Cambodia has seven such zones in Preah Sihanouk province, five in Svay Rieng, three in Koh Kong and one each in Banteay Meanchey, Kampong Cham, Kampot, Kandal, Phnom Penh and Takeo. Seven more are under construction, and plans for nine others have no activity at all.
Developers are local businessmen and foreign investors from China, Taiwan, Malaysia and Japan.
Sok Chenda said the zones have been unable to attract investors because developers have not paid attention to their critical infrastructure needs.
The CDC was implementing a special economic zone law that would designate the zones as separate customs territories, outside national territory.
Sales from outside Cambodia to investors in these zones would be conditionally relieved from import duties and taxes, based on the principle that goods manufactured or produced in them are meant for export only.
Hong Choun Narun, secretary-general of the Economic Ministry, said all 21 zones will be active over the next five years, boosting exports, creating jobs and strengthening national economic growth.
Some developers, like Norng Soyeth, director of a state-owned zone in Preah Sihanouk, anticipate robust operations.

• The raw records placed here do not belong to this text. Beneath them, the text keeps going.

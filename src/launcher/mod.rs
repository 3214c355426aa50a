//! Local Container Launcher Module
//!
//! In-process stand-in for an external resource manager: launch requests run
//! task payloads on a bounded worker pool inside the application master,
//! against the same umbilical contract remote containers use.
//!
//! ## Architecture Overview
//! 1. **Event loop**: launch/stop requests are serialized through one FIFO
//!    drained by a dedicated task.
//! 2. **Worker pool**: payloads execute under a semaphore-bounded pool;
//!    excess launches queue until a slot frees up.
//! 3. **Completion callbacks**: every payload reports exactly one completion
//!    through a single consumer, which keeps lifecycle events serial per
//!    container (`Launched` strictly before `Completed`).
//!
//! ## Submodules
//! - **`types`**: payload traits, launch requests, and lifecycle events.
//! - **`pool`**: the bounded executor with cancellable handles.
//! - **`event_loop`**: the launcher itself.

pub mod event_loop;
pub mod pool;
pub mod types;
use super::types::ExecutionResult;
use crate::registry::types::ContainerId;

use anyhow::Result;
use std::future::Future;
use std::sync::Arc;
use std::sync::atomic::{AtomicBool, Ordering};
use thiserror::Error;
use tokio::sync::{Semaphore, mpsc, watch};

#[derive(Debug, Error)]
pub enum SubmitError {
    #[error("worker pool is stopped")]
    PoolStopped,
}

/// How a submitted payload ended.
#[derive(Debug)]
pub enum TaskOutcome {
    /// The payload ran and reported a result.
    Finished(ExecutionResult),
    /// The handle was cancelled locally before the payload finished.
    Cancelled,
    /// The payload itself errored out.
    Failed(String),
}

#[derive(Debug)]
pub struct Completion {
    pub container_id: ContainerId,
    pub outcome: TaskOutcome,
}

/// Cancellable handle to one submitted payload.
pub struct TaskHandle {
    pub container_id: ContainerId,
    cancel_tx: watch::Sender<bool>,
}

impl TaskHandle {
    /// Requests cooperative interruption. The payload observes it at its
    /// next await point; one that never yields runs to completion.
    pub fn cancel(&self) {
        let _ = self.cancel_tx.send(true);
    }
}

/// Bounded executor running task payloads inside the application master.
///
/// Admission is bounded by a semaphore of `max_tasks` permits; submissions
/// beyond that queue until a slot frees up. Every submission reports exactly
/// one [`Completion`] over a single channel, whose sole consumer serializes
/// all completion handling.
pub struct WorkerPool {
    permits: Arc<Semaphore>,
    stopped: AtomicBool,
    completion_tx: mpsc::UnboundedSender<Completion>,
}

impl WorkerPool {
    pub fn new(max_tasks: usize) -> Result<(Arc<Self>, mpsc::UnboundedReceiver<Completion>)> {
        anyhow::ensure!(max_tasks >= 1, "must have at least 1 executor");
        let (completion_tx, completion_rx) = mpsc::unbounded_channel();
        let pool = Arc::new(Self {
            permits: Arc::new(Semaphore::new(max_tasks)),
            stopped: AtomicBool::new(false),
            completion_tx,
        });
        tracing::info!("Started worker pool with {} executors", max_tasks);
        Ok((pool, completion_rx))
    }

    /// Queues a payload for execution and returns its cancellable handle.
    pub fn submit<F>(
        &self,
        container_id: ContainerId,
        payload: F,
    ) -> Result<TaskHandle, SubmitError>
    where
        F: Future<Output = Result<ExecutionResult>> + Send + 'static,
    {
        if self.stopped.load(Ordering::SeqCst) {
            return Err(SubmitError::PoolStopped);
        }

        let (cancel_tx, mut cancel_rx) = watch::channel(false);
        let permits = self.permits.clone();
        let completion_tx = self.completion_tx.clone();
        let id = container_id.clone();

        tokio::spawn(async move {
            let permit = tokio::select! {
                permit = permits.acquire_owned() => permit,
                _ = wait_cancelled(&mut cancel_rx) => {
                    let _ = completion_tx.send(Completion {
                        container_id: id,
                        outcome: TaskOutcome::Cancelled,
                    });
                    return;
                }
            };
            // The semaphore closes only on shutdown; a queued payload evicted
            // that way was stopped locally.
            let Ok(_permit) = permit else {
                let _ = completion_tx.send(Completion {
                    container_id: id,
                    outcome: TaskOutcome::Cancelled,
                });
                return;
            };

            let outcome = tokio::select! {
                result = payload => match result {
                    Ok(execution_result) => TaskOutcome::Finished(execution_result),
                    Err(e) => TaskOutcome::Failed(e.to_string()),
                },
                _ = wait_cancelled(&mut cancel_rx) => TaskOutcome::Cancelled,
            };

            let _ = completion_tx.send(Completion {
                container_id: id,
                outcome,
            });
        });

        Ok(TaskHandle {
            container_id,
            cancel_tx,
        })
    }

    /// Stops admission and evicts queued payloads. Payloads already running
    /// are left to their handles.
    pub fn shutdown(&self) {
        if self.stopped.swap(true, Ordering::SeqCst) {
            return;
        }
        self.permits.close();
        tracing::info!("Worker pool shut down");
    }
}

async fn wait_cancelled(cancel_rx: &mut watch::Receiver<bool>) {
    loop {
        if *cancel_rx.borrow() {
            return;
        }
        if cancel_rx.changed().await.is_err() {
            // Sender gone without a cancel; never resolve.
            std::future::pending::<()>().await;
        }
    }
}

His zone has put $100 million into infrastructure, he said.
“As soon as we begin operation [in 2011], our place will be full of 30 factories, invested in by Japanese and Korean investors, because we are the best location inside the sea area,” he said. “That will reduce transportation costs.”
Other zone representatives are less confident, and many were unclear on when operations would begin.
“We planned to open our zone in 2011 or 2012, but everything was stuck and investors asked for a delay due to the financial crisis,” said Mong Reththy, president of the Oknha Mong zone in Preah Sihanouk. “Now we are waiting for a good economy to come so that we can start our business.”